YOUR ASSIGNMENT: Quote the records below word for word, please, from the very first line through the one that contains "pub const FUSE_EXTENDED: u8 = 0xF5;", and nothing beyond it.

RECORDS SUPPLIED below:

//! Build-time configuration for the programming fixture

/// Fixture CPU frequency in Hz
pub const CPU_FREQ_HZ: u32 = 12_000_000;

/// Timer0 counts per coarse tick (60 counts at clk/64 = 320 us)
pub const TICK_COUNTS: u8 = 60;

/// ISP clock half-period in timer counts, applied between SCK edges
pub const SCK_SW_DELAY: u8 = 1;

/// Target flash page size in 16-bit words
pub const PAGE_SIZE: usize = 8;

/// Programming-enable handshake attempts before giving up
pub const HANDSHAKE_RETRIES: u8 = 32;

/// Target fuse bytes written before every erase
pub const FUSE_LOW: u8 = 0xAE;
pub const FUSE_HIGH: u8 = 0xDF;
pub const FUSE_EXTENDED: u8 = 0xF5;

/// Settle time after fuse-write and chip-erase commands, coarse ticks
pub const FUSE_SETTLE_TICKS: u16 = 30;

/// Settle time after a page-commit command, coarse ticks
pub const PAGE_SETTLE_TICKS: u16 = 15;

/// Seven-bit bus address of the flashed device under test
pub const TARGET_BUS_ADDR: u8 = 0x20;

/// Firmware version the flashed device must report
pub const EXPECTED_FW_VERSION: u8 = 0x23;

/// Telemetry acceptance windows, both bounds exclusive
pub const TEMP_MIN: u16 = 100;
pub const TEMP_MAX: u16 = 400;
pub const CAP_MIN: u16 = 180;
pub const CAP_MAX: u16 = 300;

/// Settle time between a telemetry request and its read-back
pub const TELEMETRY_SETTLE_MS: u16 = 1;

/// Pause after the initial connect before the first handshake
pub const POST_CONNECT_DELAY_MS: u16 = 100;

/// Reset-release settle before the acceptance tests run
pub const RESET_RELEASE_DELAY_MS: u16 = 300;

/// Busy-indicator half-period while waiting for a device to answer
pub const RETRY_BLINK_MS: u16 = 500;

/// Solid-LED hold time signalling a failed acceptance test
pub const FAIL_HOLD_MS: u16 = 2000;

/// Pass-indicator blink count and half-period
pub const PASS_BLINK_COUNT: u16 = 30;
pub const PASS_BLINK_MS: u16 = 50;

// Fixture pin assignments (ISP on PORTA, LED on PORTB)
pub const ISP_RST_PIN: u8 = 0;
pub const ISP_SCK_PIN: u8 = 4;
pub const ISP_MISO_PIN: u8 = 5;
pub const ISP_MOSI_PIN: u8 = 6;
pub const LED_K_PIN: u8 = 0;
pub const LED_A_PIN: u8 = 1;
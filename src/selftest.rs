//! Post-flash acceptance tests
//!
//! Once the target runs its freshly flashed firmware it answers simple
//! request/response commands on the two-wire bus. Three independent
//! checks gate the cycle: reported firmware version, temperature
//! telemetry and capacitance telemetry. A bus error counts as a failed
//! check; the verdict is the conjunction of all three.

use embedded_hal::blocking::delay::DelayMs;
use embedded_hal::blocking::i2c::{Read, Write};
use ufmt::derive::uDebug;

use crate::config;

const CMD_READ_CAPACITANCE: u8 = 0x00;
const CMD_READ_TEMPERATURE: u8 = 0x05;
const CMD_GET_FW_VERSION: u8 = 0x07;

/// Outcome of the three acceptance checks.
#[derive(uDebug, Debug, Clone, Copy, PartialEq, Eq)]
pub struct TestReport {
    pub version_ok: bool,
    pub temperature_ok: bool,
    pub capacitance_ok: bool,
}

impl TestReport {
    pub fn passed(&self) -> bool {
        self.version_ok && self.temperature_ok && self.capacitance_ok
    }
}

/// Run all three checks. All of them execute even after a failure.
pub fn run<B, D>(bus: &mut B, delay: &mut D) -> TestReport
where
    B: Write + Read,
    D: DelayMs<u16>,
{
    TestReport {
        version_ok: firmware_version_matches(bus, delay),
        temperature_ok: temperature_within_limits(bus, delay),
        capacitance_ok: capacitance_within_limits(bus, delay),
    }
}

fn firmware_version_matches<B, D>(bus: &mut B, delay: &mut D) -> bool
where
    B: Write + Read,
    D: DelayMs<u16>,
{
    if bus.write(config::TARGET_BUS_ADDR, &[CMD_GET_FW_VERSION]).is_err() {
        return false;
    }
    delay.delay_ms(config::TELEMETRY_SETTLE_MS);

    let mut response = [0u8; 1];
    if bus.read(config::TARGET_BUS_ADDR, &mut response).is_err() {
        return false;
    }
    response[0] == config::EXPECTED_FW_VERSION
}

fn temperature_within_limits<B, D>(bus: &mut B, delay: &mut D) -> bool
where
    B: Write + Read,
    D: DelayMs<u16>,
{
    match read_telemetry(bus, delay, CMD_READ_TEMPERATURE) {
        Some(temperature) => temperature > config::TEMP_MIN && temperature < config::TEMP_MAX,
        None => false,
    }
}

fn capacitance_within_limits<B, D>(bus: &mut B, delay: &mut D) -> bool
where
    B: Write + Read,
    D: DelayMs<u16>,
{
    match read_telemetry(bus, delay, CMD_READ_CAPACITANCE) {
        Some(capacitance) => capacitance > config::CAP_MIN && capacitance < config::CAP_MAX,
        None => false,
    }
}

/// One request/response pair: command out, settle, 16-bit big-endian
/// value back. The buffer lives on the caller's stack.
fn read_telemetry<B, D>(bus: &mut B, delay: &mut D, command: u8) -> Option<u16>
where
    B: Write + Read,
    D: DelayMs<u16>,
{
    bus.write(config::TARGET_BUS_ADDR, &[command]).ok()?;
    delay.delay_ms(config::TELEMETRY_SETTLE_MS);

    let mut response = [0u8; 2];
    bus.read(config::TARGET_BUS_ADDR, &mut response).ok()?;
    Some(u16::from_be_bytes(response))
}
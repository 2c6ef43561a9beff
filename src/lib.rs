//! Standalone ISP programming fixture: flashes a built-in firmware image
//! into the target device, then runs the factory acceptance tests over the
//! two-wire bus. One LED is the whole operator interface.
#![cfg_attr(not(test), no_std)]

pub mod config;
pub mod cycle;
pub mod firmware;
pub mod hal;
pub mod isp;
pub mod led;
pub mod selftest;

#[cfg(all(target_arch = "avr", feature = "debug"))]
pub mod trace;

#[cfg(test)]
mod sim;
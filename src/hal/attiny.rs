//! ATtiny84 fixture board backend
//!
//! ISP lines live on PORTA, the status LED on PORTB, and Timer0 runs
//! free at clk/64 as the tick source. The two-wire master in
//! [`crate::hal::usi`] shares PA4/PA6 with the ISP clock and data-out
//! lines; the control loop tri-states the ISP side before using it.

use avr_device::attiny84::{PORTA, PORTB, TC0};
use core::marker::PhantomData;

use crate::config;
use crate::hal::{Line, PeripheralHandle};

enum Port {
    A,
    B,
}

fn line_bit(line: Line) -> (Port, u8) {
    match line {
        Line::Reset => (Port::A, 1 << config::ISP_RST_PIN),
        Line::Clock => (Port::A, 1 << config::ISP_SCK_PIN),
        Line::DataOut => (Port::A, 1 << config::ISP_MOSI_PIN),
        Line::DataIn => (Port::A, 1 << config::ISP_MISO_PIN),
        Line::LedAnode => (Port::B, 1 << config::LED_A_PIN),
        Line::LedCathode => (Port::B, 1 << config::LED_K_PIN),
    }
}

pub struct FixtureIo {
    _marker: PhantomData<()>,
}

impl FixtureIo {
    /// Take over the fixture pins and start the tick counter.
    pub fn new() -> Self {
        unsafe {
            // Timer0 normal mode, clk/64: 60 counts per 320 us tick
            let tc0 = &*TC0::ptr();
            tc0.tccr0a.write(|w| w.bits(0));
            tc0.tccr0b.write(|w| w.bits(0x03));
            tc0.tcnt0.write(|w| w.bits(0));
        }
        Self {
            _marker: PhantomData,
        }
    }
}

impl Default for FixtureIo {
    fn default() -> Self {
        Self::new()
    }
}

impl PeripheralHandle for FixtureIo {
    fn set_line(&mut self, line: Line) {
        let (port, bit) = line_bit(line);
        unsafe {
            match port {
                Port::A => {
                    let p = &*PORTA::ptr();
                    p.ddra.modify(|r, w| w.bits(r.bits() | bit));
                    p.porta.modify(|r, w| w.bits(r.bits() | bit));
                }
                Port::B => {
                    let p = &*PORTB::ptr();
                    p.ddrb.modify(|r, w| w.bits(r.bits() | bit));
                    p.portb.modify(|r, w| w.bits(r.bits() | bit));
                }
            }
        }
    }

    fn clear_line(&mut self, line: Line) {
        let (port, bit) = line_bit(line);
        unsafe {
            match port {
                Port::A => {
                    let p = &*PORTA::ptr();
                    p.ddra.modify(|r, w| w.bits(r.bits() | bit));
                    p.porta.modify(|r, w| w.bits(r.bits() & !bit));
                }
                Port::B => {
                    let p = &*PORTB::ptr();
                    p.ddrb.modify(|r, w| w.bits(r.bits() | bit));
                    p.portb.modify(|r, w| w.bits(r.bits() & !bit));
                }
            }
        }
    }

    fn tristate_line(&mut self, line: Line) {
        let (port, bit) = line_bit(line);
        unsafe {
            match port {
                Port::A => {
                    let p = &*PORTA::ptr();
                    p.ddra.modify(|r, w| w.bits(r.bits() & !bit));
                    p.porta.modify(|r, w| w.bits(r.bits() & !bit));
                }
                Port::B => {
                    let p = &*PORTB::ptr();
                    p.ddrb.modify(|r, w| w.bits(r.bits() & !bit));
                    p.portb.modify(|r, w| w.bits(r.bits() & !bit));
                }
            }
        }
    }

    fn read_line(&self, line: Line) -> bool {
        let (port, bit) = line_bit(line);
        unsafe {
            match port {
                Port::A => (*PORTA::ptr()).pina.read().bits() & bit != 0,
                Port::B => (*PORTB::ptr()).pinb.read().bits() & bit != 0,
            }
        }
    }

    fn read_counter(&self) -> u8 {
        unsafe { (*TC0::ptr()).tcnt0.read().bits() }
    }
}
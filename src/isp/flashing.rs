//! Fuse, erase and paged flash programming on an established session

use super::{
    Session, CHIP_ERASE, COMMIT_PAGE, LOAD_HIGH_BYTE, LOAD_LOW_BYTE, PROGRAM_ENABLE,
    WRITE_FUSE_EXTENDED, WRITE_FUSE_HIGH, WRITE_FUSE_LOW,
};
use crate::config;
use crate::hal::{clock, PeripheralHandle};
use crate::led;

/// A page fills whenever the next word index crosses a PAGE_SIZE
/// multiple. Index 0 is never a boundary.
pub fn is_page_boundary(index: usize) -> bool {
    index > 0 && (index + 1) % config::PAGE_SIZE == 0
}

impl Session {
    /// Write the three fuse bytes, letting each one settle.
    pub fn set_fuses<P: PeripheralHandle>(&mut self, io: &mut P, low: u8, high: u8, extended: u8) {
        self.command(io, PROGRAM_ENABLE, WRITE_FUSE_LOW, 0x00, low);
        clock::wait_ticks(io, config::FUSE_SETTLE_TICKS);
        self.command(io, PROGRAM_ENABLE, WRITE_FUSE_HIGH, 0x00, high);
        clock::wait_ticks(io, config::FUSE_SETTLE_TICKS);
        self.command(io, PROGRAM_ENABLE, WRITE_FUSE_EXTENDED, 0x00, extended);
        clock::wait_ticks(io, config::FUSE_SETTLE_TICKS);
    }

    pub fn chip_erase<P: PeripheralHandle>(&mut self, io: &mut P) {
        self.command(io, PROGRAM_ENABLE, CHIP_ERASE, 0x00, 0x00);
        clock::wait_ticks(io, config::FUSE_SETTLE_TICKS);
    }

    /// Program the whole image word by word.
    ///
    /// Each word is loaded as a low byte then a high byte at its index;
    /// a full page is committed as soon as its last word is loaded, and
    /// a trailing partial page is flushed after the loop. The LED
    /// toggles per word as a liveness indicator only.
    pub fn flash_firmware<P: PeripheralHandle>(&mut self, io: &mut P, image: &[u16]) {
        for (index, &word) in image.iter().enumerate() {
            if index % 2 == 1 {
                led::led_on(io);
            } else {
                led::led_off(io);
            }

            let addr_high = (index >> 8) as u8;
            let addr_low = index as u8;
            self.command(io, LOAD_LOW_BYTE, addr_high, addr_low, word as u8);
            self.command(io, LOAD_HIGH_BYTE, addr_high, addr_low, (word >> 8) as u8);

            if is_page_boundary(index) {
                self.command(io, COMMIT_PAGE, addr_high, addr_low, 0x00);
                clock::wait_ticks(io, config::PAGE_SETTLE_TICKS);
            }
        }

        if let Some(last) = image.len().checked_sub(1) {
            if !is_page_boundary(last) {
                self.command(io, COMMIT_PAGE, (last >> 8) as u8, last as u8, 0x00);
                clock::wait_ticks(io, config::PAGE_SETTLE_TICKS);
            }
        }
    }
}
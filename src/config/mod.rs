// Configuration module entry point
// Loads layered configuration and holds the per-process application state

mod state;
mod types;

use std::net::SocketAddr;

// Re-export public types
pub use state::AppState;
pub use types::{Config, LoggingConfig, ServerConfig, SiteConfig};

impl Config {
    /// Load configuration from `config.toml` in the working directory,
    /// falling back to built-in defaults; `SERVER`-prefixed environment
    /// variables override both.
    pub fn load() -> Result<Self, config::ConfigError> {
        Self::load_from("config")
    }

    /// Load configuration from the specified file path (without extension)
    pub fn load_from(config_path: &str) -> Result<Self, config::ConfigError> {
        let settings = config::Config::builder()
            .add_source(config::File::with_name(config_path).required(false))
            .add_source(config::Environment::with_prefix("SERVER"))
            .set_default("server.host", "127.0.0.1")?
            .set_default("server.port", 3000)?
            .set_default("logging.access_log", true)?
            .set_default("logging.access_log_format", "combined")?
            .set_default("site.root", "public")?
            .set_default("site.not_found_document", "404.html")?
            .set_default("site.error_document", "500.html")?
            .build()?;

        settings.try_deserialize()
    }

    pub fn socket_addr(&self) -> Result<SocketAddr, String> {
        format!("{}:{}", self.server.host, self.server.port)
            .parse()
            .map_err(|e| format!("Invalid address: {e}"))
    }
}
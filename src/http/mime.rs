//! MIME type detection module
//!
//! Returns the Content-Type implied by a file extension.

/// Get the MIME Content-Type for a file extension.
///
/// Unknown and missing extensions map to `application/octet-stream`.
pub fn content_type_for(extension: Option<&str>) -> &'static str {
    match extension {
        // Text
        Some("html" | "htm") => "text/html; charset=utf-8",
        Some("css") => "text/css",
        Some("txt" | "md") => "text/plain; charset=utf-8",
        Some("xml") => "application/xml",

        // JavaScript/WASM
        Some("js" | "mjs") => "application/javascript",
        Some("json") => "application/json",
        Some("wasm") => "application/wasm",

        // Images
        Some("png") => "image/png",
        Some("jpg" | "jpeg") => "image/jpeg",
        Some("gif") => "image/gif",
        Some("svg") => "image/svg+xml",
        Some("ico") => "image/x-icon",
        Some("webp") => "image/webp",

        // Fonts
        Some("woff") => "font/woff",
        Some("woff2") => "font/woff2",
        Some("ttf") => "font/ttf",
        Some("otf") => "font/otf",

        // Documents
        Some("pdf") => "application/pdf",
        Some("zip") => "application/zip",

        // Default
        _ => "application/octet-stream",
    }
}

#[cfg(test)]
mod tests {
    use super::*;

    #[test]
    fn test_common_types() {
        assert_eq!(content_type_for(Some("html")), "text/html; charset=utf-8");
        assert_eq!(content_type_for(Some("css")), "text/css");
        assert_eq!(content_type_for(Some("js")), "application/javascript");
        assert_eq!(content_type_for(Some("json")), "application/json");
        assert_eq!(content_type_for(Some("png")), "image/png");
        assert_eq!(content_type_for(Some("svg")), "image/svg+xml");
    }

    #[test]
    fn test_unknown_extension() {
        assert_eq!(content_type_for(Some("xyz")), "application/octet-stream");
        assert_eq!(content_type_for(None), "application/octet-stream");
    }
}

End of RECORDS SUPPLIED.

ANSWER TO THE PROBLEM:
//! Build-time configuration for the programming fixture

/// Fixture CPU frequency in Hz
pub const CPU_FREQ_HZ: u32 = 12_000_000;

/// Timer0 counts per coarse tick (60 counts at clk/64 = 320 us)
pub const TICK_COUNTS: u8 = 60;

/// ISP clock half-period in timer counts, applied between SCK edges
pub const SCK_SW_DELAY: u8 = 1;

/// Target flash page size in 16-bit words
pub const PAGE_SIZE: usize = 8;

/// Programming-enable handshake attempts before giving up
pub const HANDSHAKE_RETRIES: u8 = 32;

/// Target fuse bytes written before every erase
pub const FUSE_LOW: u8 = 0xAE;
pub const FUSE_HIGH: u8 = 0xDF;
pub const FUSE_EXTENDED: u8 = 0xF5;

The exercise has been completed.